Once you have the *.jar file, complete the following steps to calculate your sensitivity indices.

Step 1: Choose sampling bounds for your parameters

First, you will need to create a simple text file with the form [parameter] [lower bound] [upper bound]. For example, such a file for the Hymod model might look like this:

Cmax 0.0 1000.0
B 0.0 3.0
Alpha 0.0 1.0
Kq 0.15 1.0
Ks 0.0 0.15

The bounds are used to sample parameter values. The names of the parameters themselves are only used to print the final sensitivity indices (i.e., you can name them whatever you want). For this example, I will refer to this file as params.txt.  Use a plain-text editor for this task, such as Notepad (on Windows), TextMate (on Mac), or emacs (on Linux).  If you use a “rich text” editor like Word, the file will not be in the correct format!

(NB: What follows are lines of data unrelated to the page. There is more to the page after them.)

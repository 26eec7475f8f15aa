//! Executes outbound requests and classifies their outcome.

use crate::config::MAX_SLOT_TEXT_LEN;
use crate::core::serialization::truncate_text;
use crate::core::BodyStream;
use crate::error::{constants, BrokerError, Result};
use crate::protocol::builder::OutboundRequest;
use async_trait::async_trait;
use bytes::BytesMut;
use futures::StreamExt;
use std::fmt;
use std::sync::Arc;
use tracing::{debug, error, instrument};

/// Sends outbound requests upstream.
///
/// Implementations must not read the response body before returning; the
/// body is consumed lazily by whoever ends up streaming it.
#[async_trait]
pub trait HttpTransport: Send + Sync {
    async fn send(&self, request: OutboundRequest, follow_redirects: bool)
        -> Result<TransportResponse>;
}

/// Response head plus a lazy body, as returned by a transport
pub struct TransportResponse {
    pub status: u16,
    /// Status line and headers rendered as text
    pub headers_text: String,
    pub body: Option<BodyStream>,
}

/// Successful execution: status, headers text and the unread body
pub struct ExecutionResult {
    pub status: u16,
    pub headers_text: String,
    pub body: Option<BodyStream>,
}

impl fmt::Debug for ExecutionResult {
    fn fmt(&self, f: &mut fmt::Formatter<'_>) -> fmt::Result {
        f.debug_struct("ExecutionResult")
            .field("status", &self.status)
            .field("headers_text", &self.headers_text)
            .field("body", &self.body.as_ref().map(|_| ".."))
            .finish()
    }
}

/// 2xx is success, everything else is a failure
pub fn is_success(status: u16) -> bool {
    (200..300).contains(&status)
}

#[derive(Clone)]
pub struct RequestExecutor {
    transport: Arc<dyn HttpTransport>,
}

impl RequestExecutor {
    pub fn new(transport: Arc<dyn HttpTransport>) -> Self {
        Self { transport }
    }

    /// Send `request` and classify the response.
    ///
    /// On a non-2xx status the body is read into the diagnostic text, up to
    /// [`MAX_SLOT_TEXT_LEN`] bytes, and the response is dropped, releasing its
    /// connection.
    #[instrument(skip(self, request), fields(method = %request.method, url = %request.url))]
    pub async fn execute(
        &self,
        request: OutboundRequest,
        follow_redirects: bool,
    ) -> Result<ExecutionResult> {
        let response = self.transport.send(request, follow_redirects).await?;
        let status = response.status;

        if is_success(status) {
            debug!(status, "Upstream request succeeded");
            return Ok(ExecutionResult {
                status,
                headers_text: response.headers_text,
                body: response.body,
            });
        }

        let diagnostic = match response.body {
            Some(body) => read_diagnostic(body).await,
            None => constants::ERR_NO_RESPONSE_BODY.to_string(),
        };
        error!(status, diagnostic_len = diagnostic.len(), "Upstream request failed");

        Err(BrokerError::HttpRequestFailed { status, diagnostic })
    }
}

async fn read_diagnostic(mut body: BodyStream) -> String {
    let mut buf = BytesMut::new();
    while let Some(chunk) = body.next().await {
        match chunk {
            Ok(bytes) => {
                let room = MAX_SLOT_TEXT_LEN - buf.len();
                buf.extend_from_slice(&bytes[..bytes.len().min(room)]);
                if buf.len() == MAX_SLOT_TEXT_LEN {
                    break;
                }
            }
            Err(e) => return e.to_string(),
        }
    }
    let mut text = String::from_utf8_lossy(&buf).into_owned();
    truncate_text(&mut text, MAX_SLOT_TEXT_LEN);
    text
}
//! # Request Broker
//!
//! Entry point for brokered requests. One call decodes a descriptor envelope,
//! checks the caller's token for the target account, builds and executes the
//! upstream request, and hands back a [`ResponseHandle`] streaming the result
//! envelope.
//!
//! Every failure up to and including execution is reported in-band through
//! the error slot of the result prefix. The call itself only fails when the
//! prefix cannot be serialized.
//!
//! ## Example
//! ```no_run
//! use request_broker::config::BrokerConfig;
//! use request_broker::protocol::accounts::{Account, StaticAccounts};
//! use request_broker::protocol::auth::{hash_token, MemoryCredentialStore};
//! use request_broker::service::broker::RequestBroker;
//! use request_broker::transport::http::ReqwestTransport;
//! use std::sync::Arc;
//!
//! # async fn run(envelope: Vec<u8>) -> request_broker::error::Result<()> {
//! let config = BrokerConfig::default();
//! let accounts = StaticAccounts::new().with_account(Account::new("alice", "https://cloud.example.com"));
//! let credentials = MemoryCredentialStore::new()
//!     .with_credential("org.example.sync", "alice", hash_token("secret", "salt"));
//! let transport = ReqwestTransport::new(&config.http)?;
//!
//! let broker = RequestBroker::new(&config, Arc::new(accounts), Arc::new(credentials), Arc::new(transport));
//! let caller = vec!["org.example.sync".to_string()];
//! let (prefix, _body) = broker
//!     .perform_request_v2(&caller, &envelope, None)
//!     .await?
//!     .into_parts()
//!     .await?;
//! println!("{:?}", prefix.error);
//! # Ok(())
//! # }
//! ```

use crate::config::{BrokerConfig, MAX_SLOT_TEXT_LEN};
use crate::core::serialization::{
    decode_descriptor, encode_result_prefix, truncate_text, ProtocolVersion,
};
use crate::core::BodyStream;
use crate::error::{BrokerError, Result};
use crate::protocol::accounts::AccountResolver;
use crate::protocol::auth::{CredentialStore, TokenAuthenticator};
use crate::protocol::builder::build;
use crate::protocol::executor::{ExecutionResult, HttpTransport, RequestExecutor};
use crate::transport::pipe::{ResponseHandle, ResultPipe};
use crate::utils::metrics::{Metrics, Timer};
use bytes::Bytes;
use std::sync::Arc;
use tracing::{debug, error, instrument, warn};

pub struct RequestBroker {
    accounts: Arc<dyn AccountResolver>,
    authenticator: TokenAuthenticator,
    executor: RequestExecutor,
    pipe: ResultPipe,
    max_envelope_size: usize,
    metrics: Arc<Metrics>,
}

impl RequestBroker {
    pub fn new(
        config: &BrokerConfig,
        accounts: Arc<dyn AccountResolver>,
        credentials: Arc<dyn CredentialStore>,
        transport: Arc<dyn HttpTransport>,
    ) -> Self {
        let metrics = Arc::new(Metrics::new());
        Self {
            accounts,
            authenticator: TokenAuthenticator::new(credentials),
            executor: RequestExecutor::new(transport),
            pipe: ResultPipe::new(config.pipe.capacity, metrics.clone()),
            max_envelope_size: config.codec.max_envelope_size,
            metrics,
        }
    }

    pub fn metrics(&self) -> &Arc<Metrics> {
        &self.metrics
    }

    /// Largest descriptor envelope accepted, in bytes
    pub fn max_envelope_size(&self) -> usize {
        self.max_envelope_size
    }

    /// Result envelope carries the error slot and the body
    pub async fn perform_request_v1(
        &self,
        caller: &[String],
        envelope: &[u8],
        body: Option<BodyStream>,
    ) -> Result<ResponseHandle> {
        self.perform(ProtocolVersion::V1, caller, envelope, body).await
    }

    /// Result envelope carries the error slot, the response headers and the body
    pub async fn perform_request_v2(
        &self,
        caller: &[String],
        envelope: &[u8],
        body: Option<BodyStream>,
    ) -> Result<ResponseHandle> {
        self.perform(ProtocolVersion::V2, caller, envelope, body).await
    }

    /// Run one brokered request and start streaming its result envelope.
    ///
    /// `caller` lists every identity the calling process is known by; a
    /// credential stored under any of them authorizes the request.
    #[instrument(skip(self, caller, envelope, body), fields(version = version.version_byte(), envelope_len = envelope.len()))]
    pub async fn perform(
        &self,
        version: ProtocolVersion,
        caller: &[String],
        envelope: &[u8],
        body: Option<BodyStream>,
    ) -> Result<ResponseHandle> {
        self.metrics.request_received();

        let (error, headers, body) = match self.process(caller, envelope, body).await {
            Ok(ExecutionResult {
                status,
                headers_text,
                body,
            }) => {
                debug!(status, "Request completed");
                self.metrics.request_succeeded();
                (None, Some(headers_text), body)
            }
            Err(e) => {
                warn!(kind = e.kind(), error = %e, "Request failed");
                self.metrics.request_failed(&e);
                (Some(e.into_wire()), None, None)
            }
        };

        let headers = headers.filter(|_| version.includes_headers()).map(|mut text| {
            truncate_text(&mut text, MAX_SLOT_TEXT_LEN);
            text
        });
        let prefix = encode_result_prefix(version, error.as_ref(), headers.as_deref())
            .inspect_err(|e| {
                error!(error = %e, "Failed to serialize result envelope");
                self.metrics.envelope_failure();
            })?;

        Ok(self.pipe.stream(Bytes::from(prefix), body))
    }

    async fn process(
        &self,
        caller: &[String],
        envelope: &[u8],
        body: Option<BodyStream>,
    ) -> Result<ExecutionResult> {
        let _timer = Timer::start("process_request");
        let descriptor = decode_descriptor(envelope, self.max_envelope_size)?;
        debug!(
            account = %descriptor.account_id,
            method = %descriptor.method,
            url = %descriptor.url,
            "Decoded request descriptor"
        );

        let account = self
            .accounts
            .account(&descriptor.account_id)
            .ok_or_else(|| BrokerError::AccountNotFound(descriptor.account_id.clone()))?;

        if !self
            .authenticator
            .is_authorized(caller, &descriptor.account_id, &descriptor.token)?
        {
            return Err(BrokerError::InvalidToken);
        }

        let request = build(&descriptor, &account.base_uri, body)?;
        self.executor
            .execute(request, descriptor.follow_redirects)
            .await
    }
}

Step 2: Generate parameter sets using the Sobol Sequence

Put your params.txt file in the same directory as your MOEAFramework *.jar file.

In your operating system, find the Terminal program and open it.  In Windows you can do this by typing ‘cmd’ in the Search menu of Windows 7/8.  In Linux and Mac the program is called Terminal.  Note that the commands to navigate around the Terminal are going to be basically the same in Mac and Linux, and we cover them here.  In Windows the commands are different, and here’s a good external summary.

Move to this directory (e.g. use the ‘cd’ command) and type the following command:

java -classpath MOEAFramework-2.0-Executable.jar org.moeaframework.analysis.sensitivity.SampleGenerator
-m saltelli -n 1000 -p params.txt > sobolParameterSets.txt

(This is only one command. It’s being wrapped to multiple lines.)

The Java class being called is SampleGenerator. The -m flag specifies the mode, and the -n flag specifies the number of initial samples to generate from the pseudo-random Sobol sequence. The -p flag specifies the parameter bounds file that you created in the first step. Be sure to replace “2.0” with the version of MOEAFramework that you downloaded.

In this example, 1000 parameter sets are generated from the Sobol sequence. After that, the Saltelli method of cross-sampling is applied (for more information, see: Saltelli 2008, “Global Sensitivity Analysis: The Primer“). The cross-sampling scheme creates a total of 2N(p+1) total parameter sets to be run in your model; for the Hymod example, we would have 1000*(5+1) = 6000 total model runs. You probably want to pipe the output from this command into a text file using the “>” operator as shown above.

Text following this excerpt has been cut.